[Start of section]
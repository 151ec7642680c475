use anyhow::Result;
use std::path::PathBuf;

use booklet::errors::is_not_found;
use booklet::{Store, StoreOptions};

#[test]
fn smoke_create_set_get_del_prune() -> Result<()> {
    let path = unique_path("smoke");

    // 1) create: 4 бакета, всё по умолчанию
    let mut store = StoreOptions::new(4).create(&path)?;

    // 2) set + commit
    store.set(b"a", b"1")?;
    store.set(b"b", b"2")?;
    store.commit()?;

    assert_eq!(store.get(b"a")?, b"1");
    assert_eq!(store.get(b"b")?, b"2");
    assert!(!store.contains(b"c")?);
    let err = store.get(b"c").unwrap_err();
    assert!(is_not_found(&err), "missing key must be NotFound");

    // 3) delete + commit
    store.delete(b"a")?;
    store.commit()?;
    assert!(!store.contains(b"a")?);
    assert!(is_not_found(&store.get(b"a").unwrap_err()));

    let items: Vec<(Vec<u8>, Vec<u8>)> = store.items().collect::<Result<_>>()?;
    assert_eq!(items, vec![(b"b".to_vec(), b"2".to_vec())]);

    // 4) prune возвращает байты бывшего блока "a", семантика не меняется
    let reclaimed = store.prune()?;
    assert!(reclaimed > 0, "prune must reclaim the dead block of \"a\"");
    assert_eq!(store.n_deletes(), 0);

    let items: Vec<(Vec<u8>, Vec<u8>)> = store.items().collect::<Result<_>>()?;
    assert_eq!(items, vec![(b"b".to_vec(), b"2".to_vec())]);
    assert_eq!(store.get(b"b")?, b"2");

    store.close()?;

    // 5) reopen: состояние на месте
    let store = Store::open(&path)?;
    assert_eq!(store.get(b"b")?, b"2");
    assert!(!store.contains(b"a")?);
    assert_eq!(store.n_buckets(), 4);

    Ok(())
}

#[test]
fn smoke_stats_snapshot() -> Result<()> {
    let path = unique_path("smoke-stats");
    let mut store = StoreOptions::new(8).create(&path)?;
    store.set(b"k1", b"v1")?;
    store.set(b"k2", b"v2")?;

    // pending ещё не в индексе
    let st = store.stats();
    assert_eq!(st.n_keys, 0);
    assert_eq!(st.pending_writes, 2);
    assert_eq!(st.format, "variable");

    store.commit()?;
    let st = store.stats();
    assert_eq!(st.n_keys, 2);
    assert_eq!(st.pending_writes, 0);
    assert_eq!(st.n_buckets, 8);
    assert!(st.file_len >= st.data_pos);

    // сериализуемость статуса
    let json = serde_json::to_string(&st)?;
    assert!(json.contains("\"n_keys\":2"));
    Ok(())
}

fn unique_path(prefix: &str) -> PathBuf {
    let pid = std::process::id();
    let t = std::time::SystemTime::now()
        .duration_since(std::time::UNIX_EPOCH)
        .unwrap()
        .as_nanos();
    std::env::temp_dir().join(format!("blt-{}-{}-{}.db", prefix, pid, t))
}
[End of section]
A faithful copy of all the records is required.

Answer space
repository 151ec7642680c475
use anyhow::Result;
use std::path::PathBuf;

use booklet::errors::is_not_found;
use booklet::{Store, StoreOptions};

#[test]
fn smoke_create_set_get_del_prune() -> Result<()> {
    let path = unique_path("smoke");

    // 1) create: 4 бакета, всё по умолчанию
    let mut store = StoreOptions::new(4).create(&path)?;

    // 2) set + commit
    store.set(b"a", b"1")?;
    store.set(b"b", b"2")?;
    store.commit()?;

    assert_eq!(store.get(b"a")?, b"1");
    assert_eq!(store.get(b"b")?, b"2");
    assert!(!store.contains(b"c")?);
    let err = store.get(b"c").unwrap_err();
    assert!(is_not_found(&err), "missing key must be NotFound");

    // 3) delete + commit
    store.delete(b"a")?;
    store.commit()?;
    assert!(!store.contains(b"a")?);
    assert!(is_not_found(&store.get(b"a").unwrap_err()));

    let items: Vec<(Vec<u8>, Vec<u8>)> = store.items().collect::<Result<_>>()?;
    assert_eq!(items, vec![(b"b".to_vec(), b"2".to_vec())]);

    // 4) prune возвращает байты бывшего блока "a", семантика не меняется
    let reclaimed = store.prune()?;
    assert!(reclaimed > 0, "prune must reclaim the dead block of \"a\"");
    assert_eq!(store.n_deletes(), 0);

    let items: Vec<(Vec<u8>, Vec<u8>)> = store.items().collect::<Result<_>>()?;
    assert_eq!(items, vec![(b"b".to_vec(), b"2".to_vec())]);
    assert_eq!(store.get(b"b")?, b"2");

    store.close()?;

    // 5) reopen: состояние на месте
    let store = Store::open(&path)?;
    assert_eq!(store.get(b"b")?, b"2");
    assert!(!store.contains(b"a")?);
    assert_eq!(store.n_buckets(), 4);

    Ok(())
}

#[test]
fn smoke_stats_snapshot() -> Result<()> {
    let path = unique_path("smoke-stats");
    let mut store = StoreOptions::new(8).create(&path)?;
    store.set(b"k1", b"v1")?;
    store.set(b"k2", b"v2")?;

    // pending ещё не в индексе
    let st = store.stats();
    assert_eq!(st.n_keys, 0);
    assert_eq!(st.pending_writes, 2);
    assert_eq!(st.format, "variable");

    store.commit()?;
    let st = store.stats();
    assert_eq!(st.n_keys, 2);
    assert_eq!(st.pending_writes, 0);
    assert_eq!(st.n_buckets, 8);
    assert!(st.file_len >= st.data_pos);

    // сериализуемость статуса
    let json = serde_json::to_string(&st)?;
    assert!(json.contains("\"n_keys\":2"));
    Ok(())
}

fn unique_path(prefix: &str) -> PathBuf {
    let pid = std::process::id();
    let t = std::time::SystemTime::now()
        .duration_since(std::time::UNIX_EPOCH)
        .unwrap()
        .as_nanos();
    std::env::temp_dir().join(format!("blt-{}-{}-{}.db", prefix, pid, t))
}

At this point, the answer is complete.